▶ Listed entries:
--*--

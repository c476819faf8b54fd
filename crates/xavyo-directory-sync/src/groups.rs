//! Group provisioning and membership reconciliation.

use crate::client::ScimClient;
use crate::error::{absent_on_not_found, DirectoryResult};
use crate::membership::MembershipDiff;
use crate::models::{Group, GroupPatch, NewGroup};
use crate::retry::RetryPolicy;
use crate::users::{UserOperations, UserRef};
use std::collections::BTreeSet;
use tracing::{debug, info, warn};

/// Group operations over a borrowed [`Directory`](crate::Directory).
#[derive(Debug, Clone, Copy)]
pub struct GroupOperations<'a> {
    scim: &'a ScimClient,
    retry_policy: &'a RetryPolicy,
    users: UserOperations<'a>,
}

impl<'a> GroupOperations<'a> {
    #[must_use]
    pub fn new(
        scim: &'a ScimClient,
        retry_policy: &'a RetryPolicy,
        users: UserOperations<'a>,
    ) -> Self {
        Self {
            scim,
            retry_policy,
            users,
        }
    }

    /// The single authoritative group with this display name, if any.
    pub async fn find_by_display_name(&self, display_name: &str) -> DirectoryResult<Option<Group>> {
        self.retry_policy
            .execute("find_group_by_display_name", || {
                self.scim.find_group_by_display_name(display_name)
            })
            .await
    }

    pub async fn get(&self, id: &str) -> DirectoryResult<Option<Group>> {
        absent_on_not_found(
            self.retry_policy
                .execute("get_group", || self.scim.get_group(id))
                .await,
        )
    }

    /// Create a group, or return the existing one with this display name.
    pub async fn create(&self, display_name: &str) -> DirectoryResult<Group> {
        if let Some(existing) = self.find_by_display_name(display_name).await? {
            debug!(group_id = %existing.id, display_name, "Group already exists");
            return Ok(existing);
        }

        self.insert(display_name).await
    }

    /// Apply a patch and return the re-fetched group.
    ///
    /// Absent when the group id does not resolve.
    pub async fn patch(&self, id: &str, patch: &GroupPatch) -> DirectoryResult<Option<Group>> {
        let patched = absent_on_not_found(
            self.retry_policy
                .execute("patch_group", || self.scim.patch_group(id, patch))
                .await,
        )?;
        if patched.is_none() {
            debug!(group_id = id, "Patch target not found");
            return Ok(None);
        }
        self.get(id).await
    }

    /// Make the group named `display_name` exist with the desired members.
    ///
    /// Resolve, create if absent, diff, patch once, then re-fetch. A failed
    /// create returns the error without touching membership. Concurrent
    /// calls for the same group are not serialized.
    pub async fn ensure(
        &self,
        display_name: &str,
        desired: &BTreeSet<String>,
        remove_unspecified: bool,
    ) -> DirectoryResult<Option<Group>> {
        let group = match self.find_by_display_name(display_name).await? {
            Some(group) => group,
            None => self.insert(display_name).await?,
        };

        let diff = MembershipDiff::compute(&group.member_ids(), desired, remove_unspecified);
        info!(
            group_id = %group.id,
            display_name,
            to_add = diff.to_add.len(),
            to_remove = diff.to_remove.len(),
            "Reconciling group membership"
        );

        self.patch(&group.id, &diff.to_patch()).await
    }

    /// [`ensure`](Self::ensure) with members given as user references.
    /// References that do not resolve are skipped.
    pub async fn ensure_users(
        &self,
        display_name: &str,
        members: &[UserRef],
        remove_unspecified: bool,
    ) -> DirectoryResult<Option<Group>> {
        let mut desired = BTreeSet::new();
        for member in members {
            match member {
                UserRef::Id(id) => {
                    desired.insert(id.clone());
                }
                other => match self.users.lookup(other).await? {
                    Some(user) => {
                        desired.insert(user.id);
                    }
                    None => warn!(user = %other, display_name, "Skipping unknown group member"),
                },
            }
        }
        self.ensure(display_name, &desired, remove_unspecified).await
    }

    async fn insert(&self, display_name: &str) -> DirectoryResult<Group> {
        let payload = NewGroup {
            display_name: display_name.to_string(),
        };
        let group = self
            .retry_policy
            .execute("create_group", || self.scim.create_group(&payload))
            .await?;
        info!(group_id = %group.id, display_name, "Group created");
        Ok(group)
    }
}
//! Integration tests for retry classification against real HTTP responses.
//!
//! Tests cover:
//! - 429 with `Retry-After` retried until success (N failures, N + 1 calls)
//! - 5xx retried until the budget is spent
//! - 4xx surfaced immediately
//! - overall deadline shorter than the backoff
//! - configuration wiring into a `Directory`

use std::time::Duration;
use wiremock::matchers::{header, method, path};
use wiremock::{Mock, ResponseTemplate};
use xavyo_directory_sync::{
    Directory, DirectoryConfig, DirectoryError, FieldFetchMode, RetryPolicy, UserRef,
};

mod helpers;
use helpers::mock_directory::{user_json, MockDirectory, TEST_TOKEN};

#[tokio::test]
async fn test_rate_limited_then_success() {
    let mock = MockDirectory::start().await;
    Mock::given(method("GET"))
        .and(path(mock.scim_path("/Users/U1")))
        .respond_with(ResponseTemplate::new(429).insert_header("Retry-After", "0"))
        .up_to_n_times(2)
        .with_priority(1)
        .mount(&mock.server)
        .await;
    Mock::given(method("GET"))
        .and(path(mock.scim_path("/Users/U1")))
        .and(header("Authorization", format!("Bearer {TEST_TOKEN}").as_str()))
        .respond_with(ResponseTemplate::new(200).set_body_json(user_json("U1", "jdoe", true)))
        .mount(&mock.server)
        .await;

    let directory = mock.directory();
    let user = directory
        .users()
        .lookup(&UserRef::Id("U1".into()))
        .await
        .unwrap()
        .unwrap();

    assert_eq!(user.user_name, "jdoe");
    assert_eq!(mock.hits(&mock.scim_path("/Users/U1")).await, 3);
}

#[tokio::test]
async fn test_server_errors_exhaust_budget() {
    let mock = MockDirectory::start().await;
    Mock::given(method("GET"))
        .and(path(mock.scim_path("/Users/U1")))
        .respond_with(ResponseTemplate::new(503).set_body_string("maintenance"))
        .expect(3)
        .mount(&mock.server)
        .await;

    let directory = mock.directory_with(RetryPolicy::new(2, 0), FieldFetchMode::Silent);
    let result = directory.users().lookup(&UserRef::Id("U1".into())).await;

    match result {
        Err(DirectoryError::RetriesExhausted { attempts, source }) => {
            assert_eq!(attempts, 3);
            assert!(matches!(
                *source,
                DirectoryError::RemoteStatus { status: 503, .. }
            ));
        }
        other => panic!("expected RetriesExhausted, got {other:?}"),
    }
}

#[tokio::test]
async fn test_client_error_is_not_retried() {
    let mock = MockDirectory::start().await;
    Mock::given(method("PATCH"))
        .and(path(mock.scim_path("/Users/U1")))
        .respond_with(ResponseTemplate::new(400).set_body_string("bad attribute"))
        .expect(1)
        .mount(&mock.server)
        .await;

    let directory = mock.directory();
    let result = directory.users().activate(&UserRef::Id("U1".into())).await;

    match result {
        Err(DirectoryError::RemoteStatus { status, detail }) => {
            assert_eq!(status, 400);
            assert_eq!(detail, "bad attribute");
        }
        other => panic!("expected RemoteStatus, got {other:?}"),
    }
}

#[tokio::test]
async fn test_deadline_shorter_than_backoff() {
    let mock = MockDirectory::start().await;
    Mock::given(method("GET"))
        .and(path(mock.scim_path("/Users/U1")))
        .respond_with(ResponseTemplate::new(503))
        .expect(1)
        .mount(&mock.server)
        .await;

    let policy = RetryPolicy::new(5, 30).with_total_timeout(Duration::from_secs(2));
    let directory = mock.directory_with(policy, FieldFetchMode::Silent);
    let started = std::time::Instant::now();
    let result = directory.users().lookup(&UserRef::Id("U1".into())).await;

    assert!(matches!(result, Err(DirectoryError::DeadlineExceeded(_))));
    assert!(started.elapsed() < Duration::from_secs(2));
}

#[tokio::test]
async fn test_from_config_targets_configured_urls() {
    let mock = MockDirectory::start().await;
    Mock::given(method("GET"))
        .and(path(mock.scim_path("/Users/U1")))
        .and(header("Authorization", "Bearer xoxp-config"))
        .respond_with(ResponseTemplate::new(200).set_body_json(user_json("U1", "cfg", true)))
        .expect(1)
        .mount(&mock.server)
        .await;

    let mut config = DirectoryConfig::with_token("xoxp-config");
    config.scim_url = format!("{}{}", mock.server.uri(), mock.scim_path(""));
    config.web_api_url = format!("{}/api", mock.server.uri());
    config.max_retries = 0;

    let directory = Directory::from_config(&config).unwrap();
    assert_eq!(directory.retry_policy().max_retries, 0);
    let user = directory
        .users()
        .lookup(&UserRef::Id("U1".into()))
        .await
        .unwrap();
    assert_eq!(user.map(|u| u.user_name).as_deref(), Some("cfg"));
}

--*--

▶ What the exercise asks:
Please copy, without any change, the lines of the material from the first through the one containing "use std::collections::BTreeSet;". Write nothing else.

▶ Solution to this task:
repository c476819faf8b54fd
filename crates/xavyo-directory-sync/src/groups.rs
//! Group provisioning and membership reconciliation.

use crate::client::ScimClient;
use crate::error::{absent_on_not_found, DirectoryResult};
use crate::membership::MembershipDiff;
use crate::models::{Group, GroupPatch, NewGroup};
use crate::retry::RetryPolicy;
use crate::users::{UserOperations, UserRef};
use std::collections::BTreeSet;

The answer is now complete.